本发明公开了一种具有抗油脂氧化功能的活性肽及其制备方法和应用,属于植物源性的生物活性肽技术领域。本发明选用油料加工副产物即提油后油料作物作为原料,经过蛋白提取、红外预处理、蛋白酶解、冷冻干燥、提取亲脂部分和真空浓缩并干燥等步骤,制备得到了具有清除DPPH自由基、金属离子螯合、抑制脂质过氧化、延长植物油氧化诱导时间、增强乳液稳定性等功能特性的抗油脂氧化肽,可以作为天然抗氧化剂应用在油脂及其他含油脂食品的贮藏和保鲜中,解决油脂氧化致使产品劣变、产生有害产物的问题,延长食品货架期;本发明方法对于遏制油脂氧化、保障食品安全、促进技术进步具有重大的现实意义和社会意义。

Description

一种具有抗油脂氧化功能的活性肽及其制备方法和应用
技术领域
本发明属于植物源性的生物活性肽技术领域,具体涉及一种具有抗油脂氧化功能的活性肽及其制备方法和应用。
背景技术
油脂在人们日常生活和化学工业上都占有十分重要的地位,而且随着食用油脂生产及加工技术的不断进步,油脂的应用范围已越来越广泛。作为食品工业的主要原料之一,其品质及抗氧化稳定性直接影响到食品质量的好坏。随着人民生活的不断改善,对食品质量的要求也日益提高。因此,深入了解和认识油脂的氧化作用过程,研究和开发延续油脂氧化作用的方法就显得十分重要。

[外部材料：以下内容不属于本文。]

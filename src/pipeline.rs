use std::path::PathBuf;

use crate::{
    decode::frames::read_gif,
    encode::gif::{GifSink, GifSinkOpts},
    encode::sink::{FrameSink, SinkConfig},
    foundation::core::{ColorKey, Sequence},
    foundation::error::{GifkeyError, GifkeyResult},
    key::transform::{KeyStats, KeyThreading, key_sequence},
};

/// Options for [`remove_background`].
#[derive(Clone, Debug)]
pub struct KeyOpts {
    /// Animated GIF to read.
    pub input: PathBuf,
    /// Path the keyed GIF is written to.
    pub output: PathBuf,
    /// Background colour and tolerance.
    pub key: ColorKey,
    /// Frame-level threading controls.
    pub threading: KeyThreading,
}

impl KeyOpts {
    /// Options keying exact white from `input` into `output`, sequentially.
    pub fn new(input: impl Into<PathBuf>, output: impl Into<PathBuf>) -> Self {
        Self {
            input: input.into(),
            output: output.into(),
            key: ColorKey::default(),
            threading: KeyThreading::default(),
        }
    }
}

/// Summary of a successful run.
#[derive(Clone, Debug, PartialEq, Eq)]
pub struct KeyReport {
    /// Path that was written.
    pub output: PathBuf,
    /// Keying counters.
    pub stats: KeyStats,
    /// Per-frame durations written to the output, in milliseconds.
    pub durations_ms: Vec<u32>,
}

/// Read `opts.input`, key out the background colour in every frame and write `opts.output`.
///
/// Fails with [`GifkeyError::InputNotFound`] before decoding when the input does not exist, and
/// with [`GifkeyError::EmptySequence`] when it decodes to no frames. The output is written
/// exactly once, after every frame has been keyed and encoded.
#[tracing::instrument(skip(opts), fields(input = %opts.input.display(), output = %opts.output.display()))]
pub fn remove_background(opts: &KeyOpts) -> GifkeyResult<KeyReport> {
    let mut seq = read_gif(&opts.input)?;
    if seq.is_empty() {
        return Err(GifkeyError::EmptySequence);
    }

    let stats = key_sequence(&mut seq, &opts.key, &opts.threading)?;
    tracing::info!(
        frames = stats.frames,
        keyed = stats.pixels_keyed,
        total = stats.pixels_total,
        "keyed background"
    );

    let mut sink = GifSink::new(GifSinkOpts::new(&opts.output));
    write_sequence(&seq, &mut sink)?;

    Ok(KeyReport {
        output: opts.output.clone(),
        stats,
        durations_ms: seq.durations(),
    })
}

/// Stream every frame of `seq` into `sink` in presentation order.
pub fn write_sequence(seq: &Sequence, sink: &mut dyn FrameSink) -> GifkeyResult<()> {
    sink.begin(SinkConfig {
        width: seq.width(),
        height: seq.height(),
        frame_count: seq.len(),
    })?;
    for frame in seq.frames() {
        sink.push_frame(frame)?;
    }
    sink.end()
}

#[cfg(test)]
#[path = "../tests/unit/pipeline.rs"]
mod tests;
use std::borrow::Cow;
use std::path::{Path, PathBuf};

use anyhow::Context as _;

use crate::encode::palette::{TRANSPARENT_INDEX, index_frame};
use crate::encode::sink::{FrameSink, SinkConfig};
use crate::foundation::core::{Frame, Sequence};
use crate::foundation::error::{GifkeyError, GifkeyResult};

/// Options for [`GifSink`] output.
///
/// Looping, disposal and the transparent palette slot are fixed for the whole animation: the
/// output always loops forever, every frame is disposed to the background, and palette index
/// [`TRANSPARENT_INDEX`] is transparent in every frame. Per-frame disposal hints from the source
/// are not consulted. An existing file at `out_path` is replaced.
#[derive(Clone, Debug)]
pub struct GifSinkOpts {
    /// Output GIF file path.
    pub out_path: PathBuf,
}

impl GifSinkOpts {
    /// Create options for writing a GIF to `out_path`.
    pub fn new(out_path: impl Into<PathBuf>) -> Self {
        Self {
            out_path: out_path.into(),
        }
    }
}

/// Sink that encodes frames into an in-memory GIF stream and writes the file once, in `end`.
///
/// Nothing touches the filesystem until every frame has been encoded, so a failure part way
/// through leaves no output behind.
pub struct GifSink {
    opts: GifSinkOpts,
    stream: Option<GifStream>,
    cfg: Option<SinkConfig>,
    frames_written: usize,
}

impl GifSink {
    /// Create a new sink writing to `opts.out_path`.
    pub fn new(opts: GifSinkOpts) -> Self {
        Self {
            opts,
            stream: None,
            cfg: None,
            frames_written: 0,
        }
    }
}

impl FrameSink for GifSink {
    fn begin(&mut self, cfg: SinkConfig) -> GifkeyResult<()> {
        self.stream = Some(GifStream::new(cfg.width, cfg.height)?);
        self.cfg = Some(cfg);
        self.frames_written = 0;
        Ok(())
    }

    fn push_frame(&mut self, frame: &Frame) -> GifkeyResult<()> {
        let stream = self
            .stream
            .as_mut()
            .ok_or_else(|| GifkeyError::encode("gif sink not started"))?;
        stream.write_frame(frame)?;
        self.frames_written += 1;
        Ok(())
    }

    fn end(&mut self) -> GifkeyResult<()> {
        let stream = self
            .stream
            .take()
            .ok_or_else(|| GifkeyError::encode("gif sink not started"))?;
        if let Some(cfg) = self.cfg.take()
            && cfg.frame_count != self.frames_written
        {
            return Err(GifkeyError::encode(format!(
                "gif sink expected {} frames, got {}",
                cfg.frame_count, self.frames_written
            )));
        }

        let bytes = stream.finish()?;
        ensure_parent_dir(&self.opts.out_path)?;
        std::fs::write(&self.opts.out_path, &bytes)
            .with_context(|| format!("write gif '{}'", self.opts.out_path.display()))?;

        tracing::info!(
            path = %self.opts.out_path.display(),
            bytes = bytes.len(),
            frames = self.frames_written,
            "wrote gif"
        );
        Ok(())
    }
}

/// Encode a whole sequence into GIF bytes using the fixed output policy of [`GifSink`].
pub fn encode_gif(seq: &Sequence) -> GifkeyResult<Vec<u8>> {
    let mut stream = GifStream::new(seq.width(), seq.height())?;
    for frame in seq.frames() {
        stream.write_frame(frame)?;
    }
    stream.finish()
}

/// Convert a frame duration to a GIF delay in hundredths of a second (truncating).
pub fn delay_centis(duration_ms: u32) -> u16 {
    u16::try_from(duration_ms / 10).unwrap_or(u16::MAX)
}

/// Create the parent directory of `path` when it does not exist yet.
pub fn ensure_parent_dir(path: &Path) -> GifkeyResult<()> {
    if let Some(parent) = path.parent() {
        std::fs::create_dir_all(parent)
            .with_context(|| format!("failed to create output directory '{}'", parent.display()))?;
    }
    Ok(())
}

struct GifStream {
    encoder: ::gif::Encoder<Vec<u8>>,
    width: u16,
    height: u16,
}

impl GifStream {
    fn new(width: u32, height: u32) -> GifkeyResult<Self> {
        if width == 0 || height == 0 {
            return Err(GifkeyError::validation(
                "gif width/height must be non-zero",
            ));
        }
        let (Ok(w), Ok(h)) = (u16::try_from(width), u16::try_from(height)) else {
            return Err(GifkeyError::validation(format!(
                "gif canvas {width}x{height} exceeds {}x{}",
                u16::MAX,
                u16::MAX
            )));
        };

        let mut encoder = ::gif::Encoder::new(Vec::new(), w, h, &[])
            .map_err(|e| GifkeyError::encode(format!("write gif header: {e}")))?;
        encoder
            .set_repeat(::gif::Repeat::Infinite)
            .map_err(|e| GifkeyError::encode(format!("write loop extension: {e}")))?;

        Ok(Self {
            encoder,
            width: w,
            height: h,
        })
    }

    fn write_frame(&mut self, frame: &Frame) -> GifkeyResult<()> {
        if frame.image.width != u32::from(self.width) || frame.image.height != u32::from(self.height)
        {
            return Err(GifkeyError::validation(format!(
                "frame is {}x{}, gif canvas is {}x{}",
                frame.image.width, frame.image.height, self.width, self.height
            )));
        }

        let indexed = index_frame(&frame.image);
        let out = ::gif::Frame {
            width: self.width,
            height: self.height,
            delay: delay_centis(frame.duration_ms),
            dispose: ::gif::DisposalMethod::Background,
            transparent: Some(TRANSPARENT_INDEX),
            palette: Some(indexed.palette),
            buffer: Cow::Owned(indexed.indices),
            ..::gif::Frame::default()
        };
        self.encoder
            .write_frame(&out)
            .map_err(|e| GifkeyError::encode(format!("write gif frame: {e}")))
    }

    fn finish(self) -> GifkeyResult<Vec<u8>> {
        self.encoder
            .into_inner()
            .map_err(|e| GifkeyError::encode(format!("finish gif stream: {e}")))
    }
}

#[cfg(test)]
#[path = "../../tests/unit/encode/gif.rs"]
mod tests;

近年来,抗氧化肽因其来源广且安全性高成为备受瞩目的天然抗氧化剂。自从Pokorn提出“一些肽和蛋白水解物能降低自动氧化速率及脂肪过氧化物含量”后,抗氧化肽的研究引起了食品领域的广泛关注。与具毒副作用而被限量限制添加的合成抗氧化剂(BHA、BHT等)相比,抗氧化肽具有稳定性高、活性强、高营养、易吸收、安全低毒等诸多优势。
目前抗氧化肽在食品系统的应用主要集中于肉质品,通过抑制或延缓脂质过氧化从而达到抗氧化保鲜的目的。目前研究的抗氧化肽由于其低油溶性使得其无法应用于油脂体系,无法解决植物油氧化带来的安全隐患与经济损失。
国内外关于抗氧化肽在油脂中的应用研究较少,抗氧化肽对植物油影响的研究尚停留在抗氧化的初级阶段,通过研究分子供氢能力与金属离子螯合作用表明其抗油脂氧化能力,如何提取能够用于油脂中的抗氧化肽以及抗氧化肽在植物油体系中的作用机制仍有待进一步研究探讨。
发明内容
【技术问题】
为了解决现有技术中的抗氧化肽无法用于油脂抗氧化的问题。
【技术方案】
为解决上述问题,本发明提供了一种具有抗油脂氧化功能的生物活性肽及其制备方法,以富含疏水性蛋白的豆类为主要原料,制备得到的抗氧化肽能够用于油脂抗氧化,且具有较强的抗氧化功能。
首先,本发明提供了一种具有抗油脂氧化功能的活性肽的制备方法,所述方法包括如下步骤:
(1)准备蛋白质:从提取了油之后的油料作物中提取蛋白质,干燥得到蛋白干粉,备用;
(2)红外预处理:将步骤(1)得到的蛋白干粉进行红外预处理,预处理的温度为50~150℃,时间为5~45min;
(3)蛋白酶酶解处理:将步骤(2)得到的预处理后的蛋白干粉配置成溶液,然后利用蛋白酶进行酶解处理;
(4)冷冻干燥:将酶解上清液冷冻干燥得到多肽粉;
(5)提取亲脂性多肽:将冻干后的多肽粉溶于有机溶剂中,温度30~60℃下在10~100Hz的超声波中处理20~120min,随后在0~5℃下离心,收集上清液;
(6)真空浓缩并干燥:将步骤(5)得到的上清液真空浓缩并除去残留有机溶剂,即可得到具有抗油脂氧化功能的活性肽。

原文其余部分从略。